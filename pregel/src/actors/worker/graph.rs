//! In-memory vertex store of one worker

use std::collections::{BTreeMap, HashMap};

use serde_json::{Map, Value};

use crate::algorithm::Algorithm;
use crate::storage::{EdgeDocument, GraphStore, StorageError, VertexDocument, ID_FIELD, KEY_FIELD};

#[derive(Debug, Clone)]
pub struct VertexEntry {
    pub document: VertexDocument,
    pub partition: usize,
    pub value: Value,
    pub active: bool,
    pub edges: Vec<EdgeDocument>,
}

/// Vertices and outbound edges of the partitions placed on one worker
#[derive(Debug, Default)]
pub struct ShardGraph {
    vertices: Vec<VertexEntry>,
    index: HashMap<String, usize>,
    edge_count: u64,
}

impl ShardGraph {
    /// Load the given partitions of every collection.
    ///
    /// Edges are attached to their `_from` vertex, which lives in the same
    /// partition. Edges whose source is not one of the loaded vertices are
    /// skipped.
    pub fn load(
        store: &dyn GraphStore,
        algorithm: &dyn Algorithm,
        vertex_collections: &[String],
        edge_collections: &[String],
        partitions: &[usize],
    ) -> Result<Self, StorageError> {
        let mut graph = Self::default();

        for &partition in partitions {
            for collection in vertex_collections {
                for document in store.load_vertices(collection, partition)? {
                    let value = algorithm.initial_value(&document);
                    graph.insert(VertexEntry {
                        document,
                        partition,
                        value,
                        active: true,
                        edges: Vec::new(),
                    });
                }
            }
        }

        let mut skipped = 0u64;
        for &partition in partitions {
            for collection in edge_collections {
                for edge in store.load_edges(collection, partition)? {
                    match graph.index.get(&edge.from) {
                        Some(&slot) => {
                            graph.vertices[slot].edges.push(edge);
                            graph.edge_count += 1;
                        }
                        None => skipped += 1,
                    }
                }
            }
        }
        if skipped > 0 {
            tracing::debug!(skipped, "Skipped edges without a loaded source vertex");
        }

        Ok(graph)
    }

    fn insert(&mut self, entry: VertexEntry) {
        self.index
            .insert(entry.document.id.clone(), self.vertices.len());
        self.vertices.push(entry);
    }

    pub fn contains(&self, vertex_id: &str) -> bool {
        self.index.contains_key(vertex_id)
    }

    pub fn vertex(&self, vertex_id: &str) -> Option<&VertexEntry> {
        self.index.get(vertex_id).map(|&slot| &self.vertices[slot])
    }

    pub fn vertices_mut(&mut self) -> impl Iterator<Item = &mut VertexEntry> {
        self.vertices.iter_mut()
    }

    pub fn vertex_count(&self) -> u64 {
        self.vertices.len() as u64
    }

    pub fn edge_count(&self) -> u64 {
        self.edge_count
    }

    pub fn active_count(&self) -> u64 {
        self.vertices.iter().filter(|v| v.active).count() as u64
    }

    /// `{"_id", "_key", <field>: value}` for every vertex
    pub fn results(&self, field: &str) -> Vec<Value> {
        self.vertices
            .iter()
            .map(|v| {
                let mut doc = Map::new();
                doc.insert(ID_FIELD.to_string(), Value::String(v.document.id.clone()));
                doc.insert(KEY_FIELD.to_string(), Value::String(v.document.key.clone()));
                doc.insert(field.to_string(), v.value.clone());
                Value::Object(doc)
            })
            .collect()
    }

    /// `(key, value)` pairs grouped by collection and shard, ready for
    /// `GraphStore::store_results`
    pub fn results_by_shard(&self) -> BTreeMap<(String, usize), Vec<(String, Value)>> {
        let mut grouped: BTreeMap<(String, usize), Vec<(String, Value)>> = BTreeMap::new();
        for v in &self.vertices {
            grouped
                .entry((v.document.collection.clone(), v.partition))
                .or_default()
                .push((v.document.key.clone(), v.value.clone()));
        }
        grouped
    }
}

:: What this task involves ::
The full set of records above is to be printed again verbatim.

:: Problem solution ::
filename pregel/src/actors/worker/graph.rs
//! In-memory vertex store of one worker

use std::collections::{BTreeMap, HashMap};

use serde_json::{Map, Value};

use crate::algorithm::Algorithm;
use crate::storage::{EdgeDocument, GraphStore, StorageError, VertexDocument, ID_FIELD, KEY_FIELD};

#[derive(Debug, Clone)]
pub struct VertexEntry {
    pub document: VertexDocument,
    pub partition: usize,
    pub value: Value,
    pub active: bool,
    pub edges: Vec<EdgeDocument>,
}

/// Vertices and outbound edges of the partitions placed on one worker
#[derive(Debug, Default)]
pub struct ShardGraph {
    vertices: Vec<VertexEntry>,
    index: HashMap<String, usize>,
    edge_count: u64,
}

impl ShardGraph {
    /// Load the given partitions of every collection.
    ///
    /// Edges are attached to their `_from` vertex, which lives in the same
    /// partition. Edges whose source is not one of the loaded vertices are
    /// skipped.
    pub fn load(
        store: &dyn GraphStore,
        algorithm: &dyn Algorithm,
        vertex_collections: &[String],
        edge_collections: &[String],
        partitions: &[usize],
    ) -> Result<Self, StorageError> {
        let mut graph = Self::default();

        for &partition in partitions {
            for collection in vertex_collections {
                for document in store.load_vertices(collection, partition)? {
                    let value = algorithm.initial_value(&document);
                    graph.insert(VertexEntry {
                        document,
                        partition,
                        value,
                        active: true,
                        edges: Vec::new(),
                    });
                }
            }
        }

        let mut skipped = 0u64;
        for &partition in partitions {
            for collection in edge_collections {
                for edge in store.load_edges(collection, partition)? {
                    match graph.index.get(&edge.from) {
                        Some(&slot) => {
                            graph.vertices[slot].edges.push(edge);
                            graph.edge_count += 1;
                        }
                        None => skipped += 1,
                    }
                }
            }
        }
        if skipped > 0 {
            tracing::debug!(skipped, "Skipped edges without a loaded source vertex");
        }

        Ok(graph)
    }

    fn insert(&mut self, entry: VertexEntry) {
        self.index
            .insert(entry.document.id.clone(), self.vertices.len());
        self.vertices.push(entry);
    }

    pub fn contains(&self, vertex_id: &str) -> bool {
        self.index.contains_key(vertex_id)
    }

    pub fn vertex(&self, vertex_id: &str) -> Option<&VertexEntry> {
        self.index.get(vertex_id).map(|&slot| &self.vertices[slot])
    }

    pub fn vertices_mut(&mut self) -> impl Iterator<Item = &mut VertexEntry> {
        self.vertices.iter_mut()
    }

    pub fn vertex_count(&self) -> u64 {
        self.vertices.len() as u64
    }

    pub fn edge_count(&self) -> u64 {
        self.edge_count
    }

    pub fn active_count(&self) -> u64 {
        self.vertices.iter().filter(|v| v.active).count() as u64
    }

    /// `{"_id", "_key", <field>: value}` for every vertex
    pub fn results(&self, field: &str) -> Vec<Value> {
        self.vertices
            .iter()
            .map(|v| {
                let mut doc = Map::new();
                doc.insert(ID_FIELD.to_string(), Value::String(v.document.id.clone()));
                doc.insert(KEY_FIELD.to_string(), Value::String(v.document.key.clone()));
                doc.insert(field.to_string(), v.value.clone());
                Value::Object(doc)
            })
            .collect()
    }

    /// `(key, value)` pairs grouped by collection and shard, ready for
    /// `GraphStore::store_results`
    pub fn results_by_shard(&self) -> BTreeMap<(String, usize), Vec<(String, Value)>> {
        let mut grouped: BTreeMap<(String, usize), Vec<(String, Value)>> = BTreeMap::new();
        for v in &self.vertices {
            grouped
                .entry((v.document.collection.clone(), v.partition))
                .or_default()
                .push((v.document.key.clone(), v.value.clone()));
        }
        grouped
    }
}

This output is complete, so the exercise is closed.